The precise terms of this selection process, together with the applicable selection criteria, deadlines, legal requirements and other conditions, will be communicated to candidates who have registered a formal expression of interest with the FIA’s Secretariat before 5pm CET Thursday 15th April 2010, together with an administration fee of €1,000. The application process will commence at that time with those who have registered an expression of interest before this deadline (late applicants will be admitted only at the FIA’s discretion). This fee is non-refundable, although it will be offset against the application fee, which the FIA will require from those submitting full applications.

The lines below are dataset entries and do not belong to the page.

use std::path::PathBuf;

use anyhow::{Context, Result};
use clap::Parser;
use tracing::info;

use crit_courses::{resolver_from_config, run_batch, BatchWarning, CourseConfig};

/// Builds course pages' data from crit race recordings
#[derive(Parser, Debug)]
#[command(name = "crit-courses")]
#[command(about = "Extract a representative lap and course stats from crit GPX recordings")]
#[command(version)]
struct Args {
    /// Folder of `<name>_crit_<year>.gpx` recordings
    #[arg(short, long, default_value = "gpx_files", env = "CRIT_INPUT")]
    input: PathBuf,

    /// Where course folders, index.json and courses.csv go
    #[arg(short, long, default_value = "courses", env = "CRIT_OUTPUT")]
    output: PathBuf,

    /// TOML config file
    #[arg(short, long, env = "CRIT_CONFIG")]
    config: Option<PathBuf>,

    /// Skip reverse geocoding; every region reads "Unknown"
    #[arg(long)]
    offline: bool,

    /// Reprocess courses that already have output
    #[arg(long)]
    force: bool,

    /// Worker threads (0 = one per core)
    #[arg(short, long)]
    jobs: Option<usize>,

    /// Start-point proximity in metres, both lap paths
    #[arg(long)]
    proximity: Option<f64>,

    /// Fixes to skip after a detailed-path boundary
    #[arg(long)]
    detailed_guard: Option<usize>,

    /// Fixes to skip after a preview-path boundary
    #[arg(long)]
    preview_guard: Option<usize>,
}

impl Args {
    fn apply(&self, config: &mut CourseConfig) {
        if self.offline {
            config.geocoder.enabled = false;
        }
        if self.force {
            config.force = true;
        }
        if let Some(jobs) = self.jobs {
            config.jobs = jobs;
        }
        if let Some(proximity) = self.proximity {
            config.detailed.proximity_m = proximity;
            config.preview.proximity_m = proximity;
        }
        if let Some(guard) = self.detailed_guard {
            config.detailed.guard = guard;
        }
        if let Some(guard) = self.preview_guard {
            config.preview.guard = guard;
        }
    }
}

fn main() -> Result<()> {
    tracing_subscriber::fmt()
        .with_env_filter(
            tracing_subscriber::EnvFilter::try_from_default_env()
                .unwrap_or_else(|_| tracing_subscriber::EnvFilter::new("info")),
        )
        .init();

    let args = Args::parse();

    let mut config = CourseConfig::load(args.config.as_deref())?;
    args.apply(&mut config);
    config.validate()?;

    let resolver = resolver_from_config(&config.geocoder).context("could not set up reverse geocoding")?;

    info!(
        "Reading {} -> {} ({} worker threads)",
        args.input.display(),
        args.output.display(),
        config.worker_threads()
    );

    let report = run_batch(&args.input, &args.output, &config, resolver.as_ref())
        .with_context(|| format!("batch over {} failed", args.input.display()))?;

    println!("\n🚴 CRIT COURSE SUMMARY");
    println!("======================");
    for course in &report.courses {
        println!(
            "  {:<30} {:>6.2} km  {:>4.0} m gain  {:>5.1} m/km  {:<17}  {}{}",
            format!("{} ({})", course.name, course.year),
            course.distance_km,
            course.elevation_gain_m,
            course.climb_density_m_per_km,
            course.direction.label(),
            course.region,
            if course.cached { "  [cached]" } else { "" }
        );
    }

    println!(
        "\n✅ {} courses written to {}",
        report.courses.len(),
        args.output.display()
    );
    if !report.regions.is_empty() {
        let regions: Vec<&str> = report.regions.iter().map(String::as_str).collect();
        println!("🗺️  Regions: {}", regions.join(", "));
    }
    for (year, ids) in &report.calendar {
        println!("📅 {}: {} courses", year, ids.len());
    }

    if !report.skipped.is_empty() {
        println!("\n⚠️  Skipped {} files:", report.skipped.len());
        for skipped in &report.skipped {
            println!("   • {}: {}", skipped.path.display(), skipped.reason);
        }
    }
    for warning in &report.warnings {
        match warning {
            BatchWarning::DuplicateOutput { course_id, previous, current } => println!(
                "⚠️  {} came from both {} and {}; kept the later one",
                course_id,
                previous.display(),
                current.display()
            ),
        }
    }

    Ok(())
}
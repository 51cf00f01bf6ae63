/// TRACK LOADER
///
/// Reads a GPX recording and flattens it into one ordered sequence of fixes.
/// Track-style recordings (trk/trkseg/trkpt) win over route-style ones
/// (rte/rtept) when a file carries both.

use std::fs::File;
use std::io::{BufReader, Read};
use std::path::{Path, PathBuf};

use geo::{point, GeodesicDistance, Point};
use gpx::{read, Gpx, Waypoint};
use serde::{Deserialize, Serialize};
use tracing::debug;

use crate::error::CourseError;

/// One recorded position + elevation sample.
#[derive(Debug, Clone, Copy, PartialEq, Serialize, Deserialize)]
pub struct Fix {
    pub lat: f64,
    pub lon: f64,
    pub ele: f64,
}

impl Fix {
    pub fn new(lat: f64, lon: f64, ele: f64) -> Self {
        Fix { lat, lon, ele }
    }

    pub fn point(&self) -> Point<f64> {
        point!(x: self.lon, y: self.lat)
    }

    /// Ellipsoidal (WGS84) distance in metres, ignoring elevation.
    pub fn distance_to(&self, other: &Fix) -> f64 {
        if self.lat == other.lat && self.lon == other.lon {
            return 0.0;
        }
        self.point().geodesic_distance(&other.point())
    }
}

/// An ordered, non-empty sequence of fixes from one recording.
#[derive(Debug, Clone)]
pub struct Track {
    pub name: Option<String>,
    pub fixes: Vec<Fix>,
}

impl Track {
    pub fn len(&self) -> usize {
        self.fixes.len()
    }

    pub fn is_empty(&self) -> bool {
        self.fixes.is_empty()
    }
}

/// Parses a GPX file without interpreting it.
pub fn load_gpx(path: &Path) -> Result<Gpx, CourseError> {
    let file = File::open(path).map_err(|source| CourseError::Io {
        path: path.to_path_buf(),
        source,
    })?;
    parse_gpx(BufReader::new(file), path)
}

/// Parses GPX from any reader; `origin` only labels errors.
pub fn parse_gpx<R: Read>(reader: R, origin: &Path) -> Result<Gpx, CourseError> {
    read(reader).map_err(|e| CourseError::Parse {
        path: origin.to_path_buf(),
        message: e.to_string(),
    })
}

/// Loads a GPX file straight into a [`Track`].
pub fn load_track(path: &Path) -> Result<Track, CourseError> {
    let gpx = load_gpx(path)?;
    track_from_gpx(&gpx, path)
}

/// Flattens a parsed document into a [`Track`].
pub fn track_from_gpx(gpx: &Gpx, origin: &Path) -> Result<Track, CourseError> {
    let track_points: Vec<&Waypoint> = gpx
        .tracks
        .iter()
        .flat_map(|track| track.segments.iter())
        .flat_map(|segment| segment.points.iter())
        .collect();

    let (name, waypoints) = if !track_points.is_empty() {
        let name = gpx.tracks.iter().find_map(|t| t.name.clone());
        (name, track_points)
    } else {
        let route_points: Vec<&Waypoint> = gpx
            .routes
            .iter()
            .flat_map(|route| route.points.iter())
            .collect();
        let name = gpx.routes.iter().find_map(|r| r.name.clone());
        (name, route_points)
    };

    let mut skipped = 0;
    let mut fixes = Vec::with_capacity(waypoints.len());
    for pt in waypoints {
        match pt.elevation {
            Some(ele) => {
                let p = pt.point();
                fixes.push(Fix::new(p.y(), p.x(), ele));
            }
            None => skipped += 1,
        }
    }

    if skipped > 0 {
        debug!("{}: skipped {} points without elevation", origin.display(), skipped);
    }

    if fixes.is_empty() {
        return Err(CourseError::EmptyTrack {
            path: PathBuf::from(origin),
        });
    }

    Ok(Track { name, fixes })
}
/// LAP SEGMENTER
///
/// Finds the fixes where a rider passes the start point again and cuts the
/// track into lap candidates. No lap count is needed up front.
///
/// A fix is a return when it lies within `proximity_m` of the first fix and
/// is more than `guard` fixes after the previous return. The guard stops a
/// rider lingering near the line from producing a burst of one-fix laps.

use serde::{Deserialize, Serialize};

use crate::config::LapDetectionConfig;
use crate::error::CourseError;
use crate::track_loader::Fix;

/// Ordered fix indices where laps start. Always begins with 0.
#[derive(Debug, Clone, PartialEq, Eq)]
pub struct LapBoundaries(Vec<usize>);

/// Half-open fix range `[start, end)` covering one lap.
#[derive(Debug, Clone, Copy, PartialEq, Eq, Serialize, Deserialize)]
pub struct LapCandidate {
    pub start: usize,
    pub end: usize,
}

impl LapCandidate {
    pub fn len(&self) -> usize {
        self.end - self.start
    }

    pub fn is_empty(&self) -> bool {
        self.end == self.start
    }
}

impl LapBoundaries {
    pub fn indices(&self) -> &[usize] {
        &self.0
    }

    pub fn len(&self) -> usize {
        self.0.len()
    }

    pub fn is_empty(&self) -> bool {
        self.0.is_empty()
    }

    /// Consecutive boundary pairs, in track order.
    pub fn candidates(&self) -> Vec<LapCandidate> {
        self.0
            .windows(2)
            .map(|w| LapCandidate { start: w[0], end: w[1] })
            .collect()
    }

    /// Fails unless at least `required` boundaries were found.
    pub fn require(&self, required: usize) -> Result<&Self, CourseError> {
        if self.0.len() < required {
            return Err(CourseError::InsufficientLaps {
                found: self.0.len(),
                required,
            });
        }
        Ok(self)
    }
}

/// Scans `fixes` for returns to the first fix.
pub fn detect_boundaries(fixes: &[Fix], config: &LapDetectionConfig) -> LapBoundaries {
    let mut boundaries = vec![0];
    let start = match fixes.first() {
        Some(fix) => *fix,
        None => return LapBoundaries(boundaries),
    };

    for (i, fix) in fixes.iter().enumerate().skip(1) {
        if start.distance_to(fix) < config.proximity_m {
            let last = boundaries[boundaries.len() - 1];
            if i - last > config.guard {
                boundaries.push(i);
            }
        }
    }

    LapBoundaries(boundaries)
}

/// The lap whose fix count sits closest to the median lap length.
///
/// First and last laps are often truncated or carry warm-up wandering, so
/// the most typical lap stands in for the course. Ties go to the earliest
/// candidate. Returns the candidate's position in `candidates`.
pub fn select_typical_lap(candidates: &[LapCandidate]) -> Option<usize> {
    let lengths: Vec<f64> = candidates.iter().map(|c| c.len() as f64).collect();
    let median = median(&lengths)?;

    lengths
        .iter()
        .enumerate()
        .min_by(|(_, a), (_, b)| {
            let da = (*a - median).abs();
            let db = (*b - median).abs();
            da.total_cmp(&db)
        })
        .map(|(idx, _)| idx)
}

/// The candidate in the middle of the boundary list, for previews.
pub fn select_middle_lap(boundaries: &LapBoundaries) -> Option<usize> {
    let mid = boundaries.len() / 2;
    if mid == 0 {
        None
    } else {
        Some(mid - 1)
    }
}

fn median(values: &[f64]) -> Option<f64> {
    if values.is_empty() {
        return None;
    }
    let mut sorted = values.to_vec();
    sorted.sort_by(|a, b| a.total_cmp(b));
    let mid = sorted.len() / 2;
    if sorted.len() % 2 == 0 {
        Some((sorted[mid - 1] + sorted[mid]) / 2.0)
    } else {
        Some(sorted[mid])
    }
}

/// Which selection rule picked the lap.
#[derive(Debug, Clone, Copy, PartialEq, Eq, Serialize, Deserialize)]
#[serde(rename_all = "snake_case")]
pub enum LapSelection {
    Typical,
    Middle,
}

/// A chosen lap cut out of the track.
#[derive(Debug, Clone)]
pub struct RepresentativeLap {
    pub candidate: LapCandidate,
    pub candidate_index: usize,
    pub boundary_count: usize,
    pub fixes: Vec<Fix>,
}

/// Detects boundaries and materializes one lap using `selection`.
pub fn extract_lap(
    fixes: &[Fix],
    config: &LapDetectionConfig,
    selection: LapSelection,
) -> Result<RepresentativeLap, CourseError> {
    let boundaries = detect_boundaries(fixes, config);
    boundaries.require(config.min_boundaries.max(2))?;

    let candidates = boundaries.candidates();
    let picked = match selection {
        LapSelection::Typical => select_typical_lap(&candidates),
        LapSelection::Middle => select_middle_lap(&boundaries),
    };
    let candidate_index = picked.ok_or(CourseError::InsufficientLaps {
        found: boundaries.len(),
        required: 2,
    })?;
    let candidate = candidates[candidate_index];

    Ok(RepresentativeLap {
        candidate,
        candidate_index,
        boundary_count: boundaries.len(),
        fixes: fixes[candidate.start..candidate.end].to_vec(),
    })
}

All applicants will be expected to undergo thorough due diligence. By way of indication only, the applicable selection criteria will include:

(a) the technical ability and resources of the team;
(b) the ability of the team to raise and maintain sufficient funding to allow participation;
(c) the team’s experience and human resources;
(d) the FIA’s assessment of the value that the candidate may bring to the Championship as a whole.

The timing of this process will depend on the candidates’ responses. However, by way of indication only, the FIA anticipates that full applications will need to be submitted by the end of June, followed by due diligence leading to a decision in July 2010.

Note: The FIA hereby invites interested parties to send a formal expression of interest and administration fee to the FIA Secretariat (legal@fia.com / Bank: Crédit du Nord, 50 rue d'Anjou, 75008 Paris, IBAN CODE: FR76 3007 6020 2025 3680 0020 034, SWIFT CODE: NORDFRPP Account holder: FIA), together with full contact details and a letter introducing their candidacy.

I hope we can see Lola in 2011, they actually had a car built already whereas USF1 spent two years messing around.